Hi Ines,
I'm trying to tag Entities in NEWS articles and train using prodigy. [This is just a trial/test run using prodigy, so using minimum number of example]
I have used below command
"prodigy ner.manual ner_v12 en_core_web_sm prodigy_format_ner_input_v12_sample.jsonl --label Role,Department"

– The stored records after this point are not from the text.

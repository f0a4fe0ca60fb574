use std::path::PathBuf;

use termcolor::Buffer;
use thiserror::Error;

use crate::{
    eval::prelude::{RuntimeError, RuntimeErrorType},
    parser::prelude::{ParseError, ParseErrorType},
    utils::prelude::SrcSpan,
};
use super::diagnostic::{Diagnostic, Label, Level, Location};

#[derive(Debug, Error, Clone, PartialEq)]
pub enum Error {
    #[error("failed to parse source code")]
    Parse {
        path: PathBuf,
        src: String,
        error: ParseError
    },
    #[error("program stopped with a runtime error")]
    Runtime {
        path: PathBuf,
        src: String,
        error: RuntimeError
    },
    #[error("IO operation failed")]
    StdIo {
        err: std::io::ErrorKind
    }
}

impl From<std::io::Error> for Error {
    fn from(err: std::io::Error) -> Self {
        Self::StdIo { err: err.kind() }
    }
}

impl Error {
    pub fn pretty_string(&self) -> String {
        let mut nocolor = Buffer::no_color();
        self.pretty(&mut nocolor);
        String::from_utf8(nocolor.into_inner()).expect("Error printing produced invalid utf8")
    }

    pub fn pretty(&self, buf: &mut Buffer) {
        use std::io::Write;

        for diagnostic in self.to_diagnostics() {
            diagnostic.write(buf);
            writeln!(buf).expect("write new line diagnostic");
        }
    }

    pub fn to_diagnostics(&self) -> Vec<Diagnostic> {
        match self {
            Error::Parse { path, src, error } => {
                let (label, extra) = error.details();
                let text = extra.join("\n");

                let adjusted_location = if matches!(
                    error.error,
                    ParseErrorType::UnexpectedEof { .. } | ParseErrorType::ExpectedKatapusan
                ) {
                    SrcSpan {
                        start: src.len() as u32,
                        end: src.len() as u32,
                    }
                } else {
                    error.span
                };

                let title = match error.error {
                    ParseErrorType::LexError { .. } => "Lexical error",
                    _ => "Syntax error"
                };

                vec![Diagnostic {
                    title: title.into(),
                    text,
                    hint: None,
                    level: Level::Error,
                    location: Some(Location {
                        src,
                        path: path.clone(),
                        label: Label {
                            text: Some(label.to_string()),
                            span: adjusted_location,
                        },
                        extra_labels: vec![],
                    }),
                }]
            },
            Error::Runtime { path, src, error } => {
                let (label, extra) = error.details();

                let hint = match &error.error {
                    RuntimeErrorType::UndefinedVariable { name } => {
                        Some(format!("Declare it first, e.g. `MUGNA NUMERO {name}`"))
                    },
                    RuntimeErrorType::InvalidCharacterExpression => {
                        Some("LETRA values are not computed, assign a literal like 'a'".to_string())
                    },
                    RuntimeErrorType::InsufficientInput { .. } => {
                        Some("Separate the values with commas on a single line".to_string())
                    },
                    _ => None
                };

                vec![Diagnostic {
                    title: "Runtime error".into(),
                    text: extra.join("\n"),
                    hint,
                    level: Level::Error,
                    location: Some(Location {
                        src,
                        path: path.clone(),
                        label: Label {
                            text: Some(label.to_string()),
                            span: error.span,
                        },
                        extra_labels: vec![],
                    }),
                }]
            },
            Error::StdIo { err } => {
                vec![Diagnostic {
                    title: "Standard IO error".into(),
                    text: format!("{err}"),
                    hint: None,
                    level: Level::Error,
                    location: None,
                }]
            }
        }
    }
}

This worked for me in tagging.
Then i was trying to use "Train" via prodigy using the below command:
"prodigy train ner ner_v12 en_core_web_sm --init-tok2vec ./tok2vec_cd8_model289.bin --output ./tmp_model --eval-split 0.2"
I'm getting an error as:
Loaded model 'en_core_web_sm'
Created and merged data for 489 total examples
Using 392 train / 97 eval (split 20%)
Component: ner | Batch size: compounding | Dropout: 0.2 | Iterations: 10
Initializing with tok2vec weights ./tok2vec_cd8_model289.bin
Traceback (most recent call last):
File "/home/merit/anaconda3/envs/prodigy/lib/python3.7/runpy.py", line 193, in _run_module_as_main
"main", mod_spec)
File "/home/merit/anaconda3/envs/prodigy/lib/python3.7/runpy.py", line 85, in _run_code
exec(code, run_globals)
File "/home/merit/anaconda3/envs/prodigy/lib/python3.7/site-packages/prodigy/main.py", line 52, in
controller = recipe(args, use_plac=True)
File "cython_src/prodigy/core.pyx", line 213, in prodigy.core.recipe.recipe_decorator.recipe_proxy
File "/home/merit/anaconda3/envs/prodigy/lib/python3.7/site-packages/plac_core.py", line 328, in call
cmd, result = parser.consume(arglist)
File "/home/merit/anaconda3/envs/prodigy/lib/python3.7/site-packages/plac_core.py", line 207, in consume
return cmd, self.func((args + varargs + extraopts), **kwargs)
File "/home/merit/anaconda3/envs/prodigy/lib/python3.7/site-packages/prodigy/recipes/train.py", line 130, in train
load_pretrained_tok2vec(pipe, init_tok2vec, require=True)
File "cython_src/prodigy/util.pyx", line 520, in prodigy.util.load_pretrained_tok2vec
File "/home/merit/anaconda3/envs/prodigy/lib/python3.7/site-packages/thinc/neural/_classes/model.py", line 376, in from_bytes
copy_array(dest, param[b"value"])
File "/home/merit/anaconda3/envs/prodigy/lib/python3.7/site-packages/thinc/neural/util.py", line 145, in copy_array
dst[:] = src
ValueError: could not broadcast input array from shape (128) into shape (96)
Please let me know how to proceed further!